These workers clean out the rafters inside the former thrift store run by Teen Challenge Monterey Bay on Brennan Street to convert it to a shelter with around 90 beds for women in various challenging situations. — Tarmo Hannula/The Pajaronian

WATSONVILLE—The building at 55 Brennan St. has in the past housed a Ford dealership and Baker Brothers Furniture. Most recently, it held a thrift store run by Teen Challenge Monterey Bay.

Now, that organization has plans to convert the space into Grace Harbor Women’s Center, a 90-bed facility for women facing “life-controlling” issues such as homelessness, domestic violence and addiction.

Workers were inside the gutted building on Tuesday, preparing it for construction.

Teen Challenge Monterey Bay is a Christian-based nonprofit that runs Pajaro Rescue Mission, Pajaro Induction Center and Pajaro Men’s Center.

TCMB currently runs the Freedom Women’s Center in Watsonville, which will shift its residential services to the new facility.

The 20,000-square-foot center will offer 50 beds to women in recovery, plus an additional 42 for “at-risk” and homeless women and children on a day-to-day basis, Executive Director Mike Borden said.

It will also offer a pregnancy resource center, the Light House Treasures Shoppe and Rustic Table Restaurant, according to the organization’s website.

Borden said he expects the facility to open within eight months.

He said he hopes the shelter will help take a bite out of the increasing number of people locally who are without a place to stay, a problem worsened by high housing prices in Santa Cruz County.

“We have a tremendous number of homeless in the state, something needs to be done,” he said. “Our most vulnerable population is women, and women with children, and there isn’t much for them.”
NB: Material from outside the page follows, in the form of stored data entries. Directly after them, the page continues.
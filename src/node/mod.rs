//! A node: one process hosting peers, wired to the network.
//!
//! [`Node`] owns the scheduling units, the endpoint and the exchange and
//! connects them. Incoming payloads go to the exchange; dialers are verified
//! against the [`Registry`] before they are admitted; nodes of the configured
//! backend services are dialed as soon as the registry lists them.

use std::sync::{Arc, Weak};

use futures::{future::BoxFuture, FutureExt};
use hashbrown::HashMap;
use parking_lot::{Mutex, RwLock};
use tracing::{debug, error, info};

mod config;
mod registry;

pub use config::{NodeConfig, NodeInfo};
pub use registry::{MemoryRegistry, Registry};

use crate::{
    error::{Error, ErrorSink},
    ident,
    net::{self, AxonRegistry, Endpoint, NetHandler, Origin},
    peer::{Exchange, Transport},
    process::{Plan, ProcessTable, Scheduler},
};

/// Host callbacks for connection events and errors nobody waits for.
pub trait Pipeline: Send + Sync + 'static {
    fn on_connect(&self, node_id: &str) {
        info!(node_id, "connected");
    }

    fn on_close(&self, node_id: &str, reason: &net::Error) {
        info!(node_id, %reason, "disconnected");
    }

    fn on_error(&self, err: Error) {
        error!("{}", err);
    }
}

/// Logs every event and does nothing else.
pub struct DefaultPipeline;

impl Pipeline for DefaultPipeline {}

struct NodeInner {
    node_id: String,
    config: NodeConfig,
    info: RwLock<NodeInfo>,
    registry: Option<Arc<dyn Registry>>,
    pipeline: Arc<dyn Pipeline>,
    processes: ProcessTable,
    endpoint: Endpoint,
    exchange: Exchange,
    scanner: Mutex<Option<Scheduler>>,
}

/// Can be cloned to obtain another handle to the same node.
#[derive(Clone)]
pub struct Node {
    inner: Arc<NodeInner>,
}

/// Hands endpoint events to the node without keeping it alive.
struct Handler {
    node: Weak<NodeInner>,
}

impl Handler {
    fn node(&self) -> Option<Node> {
        self.node.upgrade().map(|inner| Node { inner })
    }
}

impl NetHandler for Handler {
    fn check_node(&self, origin: &str) -> Result<String, net::Error> {
        match self.node() {
            Some(node) => node.check_node(origin),
            None => Err(net::Error::Closed),
        }
    }

    fn on_connect(&self, node_id: &str) {
        if let Some(node) = self.node() {
            node.inner.pipeline.on_connect(node_id);
        }
    }

    fn on_message(&self, node_id: &str, msg: Vec<u8>) -> BoxFuture<'_, ()> {
        let node_id = node_id.to_string();
        async move {
            if let Some(node) = self.node() {
                node.inner.exchange.on_exchange(&node_id, msg).await;
            }
        }
        .boxed()
    }

    fn on_close(&self, node_id: &str, reason: &net::Error) {
        if let Some(node) = self.node() {
            node.inner.pipeline.on_close(node_id, reason);
        }
    }

    fn on_error(&self, err: net::Error) {
        if let Some(node) = self.node() {
            node.inner.pipeline.on_error(err.into());
        }
    }
}

impl Node {
    /// Builds a node with a fresh identity. Nothing is bound until
    /// [`Node::serve`].
    pub fn new(
        config: NodeConfig,
        registry: Option<Arc<dyn Registry>>,
        pipeline: Arc<dyn Pipeline>,
    ) -> Result<Self, Error> {
        if config.name.is_empty() || config.name.contains('#') {
            Err(Error::Config(format!("bad node name {:?}", config.name)))?
        }
        if config.endpoints.is_empty() {
            Err(Error::Config("a node needs at least one endpoint".into()))?
        }
        let node_id = match &config.node_id {
            Some(id) => ident::qualify(&config.name, id),
            None => ident::mint(&config.name),
        };
        let sig = ident::signature(&node_id, &config.name);
        let sink = {
            let pipeline = pipeline.clone();
            ErrorSink::new(move |err| pipeline.on_error(err))
        };
        let processes = ProcessTable::new(sink);
        let axons = Arc::new(AxonRegistry::new());
        let inner = Arc::new_cyclic(|weak: &Weak<NodeInner>| {
            let handler = Arc::new(Handler { node: weak.clone() });
            let endpoint = Endpoint::new(
                config.net.clone(),
                handler,
                axons.clone(),
                processes.clone(),
            );
            let transport: Arc<dyn Transport> = axons;
            let exchange = Exchange::new(
                node_id.clone(),
                config.exchange.clone(),
                transport,
                processes.clone(),
            );
            NodeInner {
                info: RwLock::new(NodeInfo::new(node_id.clone(), sig, &config)),
                node_id,
                config,
                registry,
                pipeline,
                processes,
                endpoint,
                exchange,
                scanner: Mutex::new(None),
            }
        });
        Ok(Self { inner })
    }

    pub fn node_id(&self) -> &str {
        &self.inner.node_id
    }

    pub fn info(&self) -> NodeInfo {
        self.inner.info.read().clone()
    }

    pub fn exchange(&self) -> &Exchange {
        &self.inner.exchange
    }

    pub fn endpoint(&self) -> &Endpoint {
        &self.inner.endpoint
    }

    pub fn processes(&self) -> &ProcessTable {
        &self.inner.processes
    }

    /// Listens on every endpoint, advertises the bound urls and starts the
    /// heartbeat, the call sweeper and backend discovery.
    pub async fn serve(&self) -> Result<(), Error> {
        let mut bound = Vec::with_capacity(self.inner.config.endpoints.len());
        for url in &self.inner.config.endpoints {
            bound.push(self.inner.endpoint.listen(url).await?);
        }
        self.inner.info.write().endpoints = bound.clone();
        if let Some(registry) = &self.inner.registry {
            registry.register(&self.info())?;
        }
        self.inner.endpoint.start_heartbeat();
        self.inner.exchange.start_sweeper();
        self.start_scanning();
        info!(node_id = %self.inner.node_id, endpoints = ?bound, "node serving");
        Ok(())
    }

    fn start_scanning(&self) {
        if self.inner.registry.is_none() || self.inner.config.backends.is_empty()
        {
            return;
        }
        let mut scanner = self.inner.scanner.lock();
        if scanner.is_some() {
            return;
        }
        let weak = Arc::downgrade(&self.inner);
        *scanner = Some(self.inner.processes.schedule(
            move || {
                let node = weak.upgrade().map(|inner| Node { inner });
                async move {
                    if let Some(node) = node {
                        node.scan().await;
                    }
                }
            },
            Plan::every(self.inner.config.scan_interval),
            None,
        ));
    }

    /// Dials every listed backend node this node is not connected to yet.
    async fn scan(&self) {
        let Some(registry) = &self.inner.registry else {
            return;
        };
        for backend in &self.inner.config.backends {
            let infos = match registry.select(backend) {
                Ok(infos) => infos,
                Err(err) => {
                    self.inner.pipeline.on_error(err);
                    continue;
                }
            };
            for info in infos {
                if info.node_id == self.inner.node_id
                    || self.inner.endpoint.axon(&info.node_id).is_some()
                {
                    continue;
                }
                let Some(url) = info.endpoints.first() else {
                    continue;
                };
                debug!(node_id = %info.node_id, url, "backend discovered");
                if let Err(err) = self.connect(&info.node_id, url).await {
                    self.inner.pipeline.on_error(err);
                }
            }
        }
    }

    /// The origin this node presents when it dials.
    fn origin(&self) -> String {
        let info = self.inner.info.read();
        let endpoint = info.endpoints.first().cloned().unwrap_or_default();
        Origin::new(endpoint, info.node_id.clone(), info.sig.clone()).to_string()
    }

    /// Dials `node_id` at `url`. Already being connected to it through the
    /// same url is fine; through another url it is refused.
    pub async fn connect(&self, node_id: &str, url: &str) -> Result<(), Error> {
        let origin = self.origin();
        self.inner.endpoint.connect(node_id, url, &origin).await?;
        Ok(())
    }

    /// Decides under which id a dialer is admitted. Nodes the registry
    /// vouches for keep their own id and may only be connected once; anyone
    /// else becomes a guest if this node is public and is refused otherwise.
    fn check_node(&self, origin: &str) -> Result<String, net::Error> {
        let claimed = match origin.parse::<Origin>() {
            Ok(claimed) => claimed,
            Err(err) if !self.inner.config.is_pub => Err(err)?,
            Err(_) => return Ok(ident::guest_id(None)),
        };
        let verified = match &self.inner.registry {
            Some(registry) => registry
                .check_signature(&claimed.node_id, &claimed.signature)
                .map_err(|e| net::Error::Rejected(e.to_string()))?,
            None => false,
        };
        if verified {
            if self.inner.endpoint.axon(&claimed.node_id).is_some() {
                Err(net::Error::Duplicate(claimed.node_id.clone()))?
            }
            return Ok(claimed.node_id);
        }
        if !self.inner.config.is_pub {
            Err(net::Error::Rejected(format!(
                "signature mismatch for {}",
                claimed.node_id
            )))?
        }
        Ok(ident::guest_id(Some(&claimed.node_id)))
    }

    pub async fn send(&self, node_id: &str, payload: &[u8]) -> Result<(), Error> {
        self.inner.endpoint.send(node_id, payload).await?;
        Ok(())
    }

    pub async fn close(&self, node_id: &str) -> Result<(), Error> {
        self.inner.endpoint.close(node_id).await?;
        Ok(())
    }

    /// Ids of the connected nodes of the service `name`.
    pub fn node_ids(&self, name: &str) -> Vec<String> {
        self.inner.endpoint.node_ids(name)
    }

    /// Sets a value published with this node's info at the next
    /// registration.
    pub fn set_user_data(&self, key: impl Into<String>, value: serde_json::Value) {
        self.inner.info.write().user_data.insert(key.into(), value);
    }

    /// The user data another node registered with.
    pub fn user_data_of(
        &self,
        node_id: &str,
    ) -> Result<Option<HashMap<String, serde_json::Value>>, Error>
    {
        let Some(registry) = &self.inner.registry else {
            return Ok(None);
        };
        Ok(registry.node(node_id)?.map(|info| info.user_data))
    }

    /// Stops discovery, disposes every peer, closes every axon and leaves
    /// the registry.
    pub async fn shutdown(&self) {
        if let Some(scanner) = self.inner.scanner.lock().take() {
            scanner.cancel();
        }
        self.inner.exchange.shutdown().await;
        self.inner.endpoint.shutdown().await;
        if let Some(registry) = &self.inner.registry {
            if let Err(err) = registry.deregister(&self.inner.node_id) {
                self.inner.pipeline.on_error(err);
            }
        }
        self.inner.processes.shutdown();
        debug!(node_id = %self.inner.node_id, "node shut down");
    }
}

#[cfg(test)]
mod tests {
    use super::*;

    fn node(is_pub: bool, registry: Option<Arc<dyn Registry>>) -> Node {
        let config = NodeConfig::builder()
            .name("echo")
            .endpoints(vec!["tcp://127.0.0.1:0".into()])
            .is_pub(is_pub)
            .build();
        Node::new(config, registry, Arc::new(DefaultPipeline)).unwrap()
    }

    fn registered(registry: &MemoryRegistry, node_id: &str, sig: &str) {
        registry
            .register(&NodeInfo {
                node_id: node_id.into(),
                name: ident::node_name(node_id).into(),
                sig: sig.into(),
                ..NodeInfo::default()
            })
            .unwrap();
    }

    #[test]
    fn ids_carry_the_service_name() {
        let n = node(false, None);
        assert_eq!(ident::node_name(n.node_id()), "echo");
        assert_eq!(n.info().node_id, n.node_id());
        assert!(!n.info().sig.is_empty());

        let config = NodeConfig::builder()
            .name("echo")
            .node_id("7")
            .endpoints(vec!["tcp://127.0.0.1:0".into()])
            .build();
        let n = Node::new(config, None, Arc::new(DefaultPipeline)).unwrap();
        assert_eq!(n.node_id(), "echo#7");
    }

    #[test]
    fn bad_configs_are_refused() {
        for config in [
            NodeConfig::builder().name("echo").build(),
            NodeConfig::builder()
                .name("ec#ho")
                .endpoints(vec!["tcp://127.0.0.1:0".into()])
                .build(),
        ] {
            assert!(matches!(
                Node::new(config, None, Arc::new(DefaultPipeline)),
                Err(Error::Config(_))
            ));
        }
    }

    #[test]
    fn verified_nodes_keep_their_id() {
        let registry = Arc::new(MemoryRegistry::new());
        registered(&registry, "gate#1", "sig");
        let n = node(false, Some(registry));
        let origin = Origin::new("tcp://10.0.0.1:7000", "gate#1", "sig").to_string();
        assert_eq!(n.check_node(&origin).unwrap(), "gate#1");
    }

    #[test]
    fn strangers_are_refused_by_private_nodes() {
        let registry = Arc::new(MemoryRegistry::new());
        registered(&registry, "gate#1", "sig");
        let n = node(false, Some(registry));
        let forged = Origin::new("tcp://10.0.0.1:7000", "gate#1", "nope").to_string();
        assert!(matches!(n.check_node(&forged), Err(net::Error::Rejected(_))));
        assert!(matches!(
            n.check_node("garbage"),
            Err(net::Error::InvalidOrigin(_))
        ));
    }

    #[test]
    fn strangers_become_guests_of_public_nodes() {
        let n = node(true, None);
        let origin = Origin::new("ws://1.2.3.4:80/", "browser", "").to_string();
        assert_eq!(n.check_node(&origin).unwrap(), "!guest#browser");
        let anonymous = n.check_node("garbage").unwrap();
        assert!(ident::is_guest(&anonymous));
    }
}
A Ford dealership was once housed in 55 Brennan St. around 1930. — photo courtesy Pajaro Valley Historical Association.

Teen Challenge has operated in Watsonville and Santa Cruz County since 1987, and the Pajaro Rescue Mission since the early ‘60s.

The new women’s shelter will replace the one that TCMB ran on Union Street until the Salvation Army took it over in 2017. 

The Watsonville Planning Commission approved the project in May 2014, and the City Council gave it the OK the following June.

The project has been in the building permit application stage since then.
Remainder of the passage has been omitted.